U.S. Patent Grants Fell 7% Last Year, but ‘Software-Related’ Grants Remained at 63%

“[In 2021], software deals accounted for almost half of all the technology sector’s deals by value, seeing an increase of 121% compared to 2020.”

software - https://depositphotos.com/38756235/stock-photo-software-concept.htmlAs an update to my posts from 2017, 2019, 2020, March 2021, and August 2021, it has now been 93 months since the U.S. Supreme Court’s 2014 Alice Corp. v. CLS Bank decision. Yet the debate still rages over when a software (or computer-implemented) claim is patentable versus being simply an abstract idea “free to all men and reserved exclusively to none” (as eloquently phrased over 73 years ago by then-Supreme Court Justice Douglas in Funk Bros. Seed Co. v. Kalo Inoculant Co.).
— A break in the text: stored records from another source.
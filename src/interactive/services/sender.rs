//! Interactive message sender.
//!
//! The `InteractiveMessageService` validates caller payloads, converts them
//! to canonical content, derives protocol metadata and hands everything to
//! the transport.

use std::sync::Arc;

use mockable::Clock;
use once_cell::sync::OnceCell;
use serde_json::{Map, Value};

use crate::interactive::{
    conversion::{build_interactive_buttons, convert_to_interactive_message},
    domain::{
        AuthoringPayload, BinaryNode, ButtonInput, SendButtonsPayload, example_payloads,
    },
    error::{ConfigurationError, SendError},
    metadata::{button_type, relay_nodes},
    ports::{
        transport::{
            MaterializeOptions, MessageTransport, ProtocolMessage, RelayOptions, TransportSource,
            UpsertMode,
        },
        validator::{PayloadValidator, ValidationReport},
    },
    validation::DefaultPayloadValidator,
};

/// Per-send relay options.
///
/// # Examples
///
/// ```
/// use nativeflow::interactive::domain::BinaryNode;
/// use nativeflow::interactive::services::SendOptions;
///
/// let options = SendOptions::default()
///     .with_node(BinaryNode::new("meta"))
///     .with_message_id("3EB0CUSTOM");
/// assert_eq!(options.additional_nodes.len(), 1);
/// ```
#[derive(Debug, Clone, Default, PartialEq)]
pub struct SendOptions {
    /// Metadata nodes placed before the derived ones.
    pub additional_nodes: Vec<BinaryNode>,
    /// Extra stanza attributes.
    pub additional_attributes: Map<String, Value>,
    /// Recipients of a status broadcast.
    pub status_jid_list: Option<Vec<String>>,
    /// Whether cached group metadata may be used.
    pub use_cached_group_metadata: Option<bool>,
    /// Message identifier to use instead of a generated one.
    pub message_id: Option<String>,
}

impl SendOptions {
    /// Appends a caller metadata node.
    #[must_use]
    pub fn with_node(mut self, node: BinaryNode) -> Self {
        self.additional_nodes.push(node);
        self
    }

    /// Adds a stanza attribute.
    #[must_use]
    pub fn with_attribute(mut self, key: impl Into<String>, value: impl Into<Value>) -> Self {
        self.additional_attributes.insert(key.into(), value.into());
        self
    }

    /// Sets the status broadcast recipients.
    #[must_use]
    pub fn with_status_jid_list(mut self, jids: Vec<String>) -> Self {
        self.status_jid_list = Some(jids);
        self
    }

    /// Allows or forbids cached group metadata.
    #[must_use]
    pub const fn with_cached_group_metadata(mut self, enabled: bool) -> Self {
        self.use_cached_group_metadata = Some(enabled);
        self
    }

    /// Overrides the generated message identifier.
    #[must_use]
    pub fn with_message_id(mut self, message_id: impl Into<String>) -> Self {
        self.message_id = Some(message_id.into());
        self
    }
}

/// Result type for send operations.
pub type SendResult<T> = Result<T, SendError>;

/// Service sending interactive messages through a transport.
///
/// The transport is loaded from the source on first use and cached for the
/// lifetime of the service; a failed load is retried on the next send.
///
/// # Example
///
/// ```
/// use std::sync::Arc;
/// use mockable::DefaultClock;
/// use nativeflow::interactive::adapters::memory::InMemoryTransport;
/// use nativeflow::interactive::domain::{LegacyButton, SendButtonsPayload};
/// use nativeflow::interactive::services::{InteractiveMessageService, SendOptions};
///
/// # #[tokio::main]
/// # async fn main() {
/// let transport = Arc::new(InMemoryTransport::new(DefaultClock));
/// let service = InteractiveMessageService::new(Arc::clone(&transport), Arc::new(DefaultClock));
///
/// let payload = SendButtonsPayload::new("Pick one")
///     .with_button(LegacyButton::new("a", "A"))
///     .with_button(LegacyButton::new("b", "B"));
/// service
///     .send_buttons("123@g.us", payload, SendOptions::default())
///     .await
///     .expect("send succeeds");
///
/// assert_eq!(transport.relays().len(), 1);
/// # }
/// ```
pub struct InteractiveMessageService<S, K, V = DefaultPayloadValidator>
where
    S: TransportSource,
    K: Clock + Send + Sync,
    V: PayloadValidator,
{
    source: S,
    clock: Arc<K>,
    validator: V,
    transport: OnceCell<Arc<S::Transport>>,
}

impl<S, K> InteractiveMessageService<S, K, DefaultPayloadValidator>
where
    S: TransportSource,
    S::Transport: 'static,
    K: Clock + Send + Sync,
{
    /// Creates a service using the default validator.
    #[must_use]
    pub fn new(source: S, clock: Arc<K>) -> Self {
        Self::with_validator(source, clock, DefaultPayloadValidator::new())
    }
}

impl<S, K, V> InteractiveMessageService<S, K, V>
where
    S: TransportSource,
    S::Transport: 'static,
    K: Clock + Send + Sync,
    V: PayloadValidator,
{
    /// Creates a service using a custom validator.
    #[must_use]
    pub fn with_validator(source: S, clock: Arc<K>, validator: V) -> Self {
        Self {
            source,
            clock,
            validator,
            transport: OnceCell::new(),
        }
    }

    /// Returns the validator in use.
    #[must_use]
    pub const fn validator(&self) -> &V {
        &self.validator
    }

    /// Drops the cached transport so the next send loads it again.
    pub fn reset_transport(&mut self) {
        self.transport.take();
    }

    /// Sends a message built from the simple button payload.
    ///
    /// Legacy `{ id, text }` pairs and `cta_url`, `cta_copy` and `cta_call`
    /// buttons are accepted; everything is normalized to canonical buttons
    /// before delegating to [`Self::send_interactive_message`].
    ///
    /// # Errors
    ///
    /// Returns [`SendError::Validation`] with context `sendButtons.validate`
    /// or `sendButtons.validateButtons` when the payload is invalid, and any
    /// error [`Self::send_interactive_message`] returns.
    pub async fn send_buttons(
        &self,
        jid: &str,
        payload: SendButtonsPayload,
        options: SendOptions,
    ) -> SendResult<ProtocolMessage> {
        ensure_valid(
            self.validator.validate_send_buttons(&payload),
            "Buttons payload invalid",
            "sendButtons.validate",
            example_payloads::send_buttons_example,
        )?;

        let validation = self.validator.validate_authoring_buttons(&payload.buttons);
        ensure_valid(
            validation.report,
            "Authoring button objects invalid",
            "sendButtons.validateButtons",
            example_payloads::send_buttons_example_buttons,
        )?;

        let interactive_buttons = build_interactive_buttons(&validation.cleaned)
            .into_iter()
            .map(ButtonInput::into_value)
            .collect();

        let SendButtonsPayload {
            text,
            footer,
            title,
            subtitle,
            header,
            context_info,
            message_params,
            ..
        } = payload;

        let authoring = AuthoringPayload {
            text: Some(text),
            footer,
            title: title.filter(|value| !value.is_empty()),
            subtitle: subtitle.filter(|value| !value.is_empty()),
            header,
            context_info,
            message_params,
            interactive_buttons: Some(interactive_buttons),
            ..AuthoringPayload::default()
        };

        self.send_interactive_message(jid, authoring, options).await
    }

    /// Sends a message built from the full authoring payload.
    ///
    /// # Errors
    ///
    /// Returns [`SendError::Validation`] when the payload or the converted
    /// content is invalid, [`SendError::Configuration`] when no transport
    /// can be loaded, and [`SendError::Transport`] when materializing or
    /// relaying fails. Nothing reaches the transport when validation fails.
    pub async fn send_interactive_message(
        &self,
        jid: &str,
        payload: AuthoringPayload,
        options: SendOptions,
    ) -> SendResult<ProtocolMessage> {
        if payload.interactive_buttons.is_some() {
            ensure_valid(
                self.validator.validate_interactive(&payload),
                "Interactive authoring payload invalid",
                "sendInteractiveMessage.validate",
                example_payloads::send_interactive_message_example,
            )?;
        }

        let mut content = convert_to_interactive_message(payload);
        ensure_valid(
            self.validator.validate_content(&mut content),
            "Converted interactive content invalid",
            "sendInteractiveMessage.validateContent",
            converted_example,
        )?;

        let transport = self.transport()?;
        let SendOptions {
            additional_nodes,
            additional_attributes,
            status_jid_list,
            use_cached_group_metadata,
            message_id: requested_id,
        } = options;

        let user_jid = transport.sender_jid();
        let message_id =
            requested_id.unwrap_or_else(|| transport.generate_message_id(user_jid.as_deref()));
        let materialize_options = MaterializeOptions {
            user_jid,
            message_id,
            timestamp: self.clock.utc(),
        };
        let message = transport
            .materialize(jid, &content, &materialize_options)
            .await?;

        let normalized = transport.normalize_content(&message);
        let is_group = transport.is_group(jid);
        let nodes = relay_nodes(&normalized, is_group, additional_nodes);

        if let Some(kind) = button_type(&normalized) {
            let tags: Vec<&str> = nodes.iter().map(|node| node.tag.as_str()).collect();
            tracing::debug!(
                button_type = %kind,
                nodes = ?tags,
                direct = !is_group,
                "interactive send"
            );
        }

        transport
            .relay(
                jid,
                &message,
                RelayOptions {
                    message_id: message.key.id.clone(),
                    additional_nodes: nodes,
                    additional_attributes,
                    status_jid_list,
                    use_cached_group_metadata,
                },
            )
            .await?;

        if transport.emits_own_events() && !is_group {
            spawn_local_echo(Arc::clone(&transport), message.clone());
        }

        Ok(message)
    }

    fn transport(&self) -> Result<Arc<S::Transport>, ConfigurationError> {
        self.transport
            .get_or_try_init(|| self.source.load())
            .map(Arc::clone)
    }
}

/// Fails with a structured error when the report has errors; logs warnings
/// otherwise.
fn ensure_valid(
    report: ValidationReport,
    message: &str,
    context: &str,
    example: impl FnOnce() -> Value,
) -> SendResult<()> {
    if !report.is_valid() {
        return Err(report
            .into_error(message, context)
            .with_example(example())
            .into());
    }

    if !report.warnings.is_empty() {
        let warnings: Vec<String> = report.warnings.iter().map(ToString::to_string).collect();
        tracing::warn!(context, warnings = ?warnings, "interactive payload warnings");
    }

    Ok(())
}

fn converted_example() -> Value {
    serde_json::to_value(convert_to_interactive_message(
        example_payloads::interactive_authoring_example(),
    ))
    .unwrap_or(Value::Null)
}

/// Records the sent message in local history after the send returns.
///
/// Failures, and the absence of a runtime, are logged and otherwise ignored.
fn spawn_local_echo<T>(transport: Arc<T>, message: ProtocolMessage)
where
    T: MessageTransport + ?Sized + 'static,
{
    let Ok(runtime) = tokio::runtime::Handle::try_current() else {
        tracing::warn!(message_id = %message.key.id, "no async runtime; skipping local echo");
        return;
    };

    runtime.spawn(async move {
        if let Err(err) = transport
            .record_own_message(&message, UpsertMode::Append)
            .await
        {
            tracing::warn!(message_id = %message.key.id, error = %err, "local echo failed");
        }
    });
}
Further, it has been 11 years since famed venture capitalist Marc Andreessen wrote the influential and often-quoted op-ed piece in the Wall Street Journal titled “Why Software Is Eating the World.” Today, the digital transformation where software is “eating the world” is undeniable. Let’s look at some facts and figures from the USA, Europe, and China.

In 2021, M&A values in the technology sector exceeded USD 1 trillion, the highest year on record, with a 64% increase versus 2020. And, software deals accounted for almost half of all the technology sector’s deals by value, seeing an increase of 121% compared to 2020 [Allen & Overy]. The United States is the largest technology market in the world, representing 33% of the total estimated IT spend for 2022, followed by Europe at 19% and China at 14% [CompTIA].

So, given the above, we sought to determine what percentage of U.S. Patent and Trademark Office (USPTO), European Patent Office (EPO)-, and Chinese Patent Office (CNIPA)-issued patents are “software-related”.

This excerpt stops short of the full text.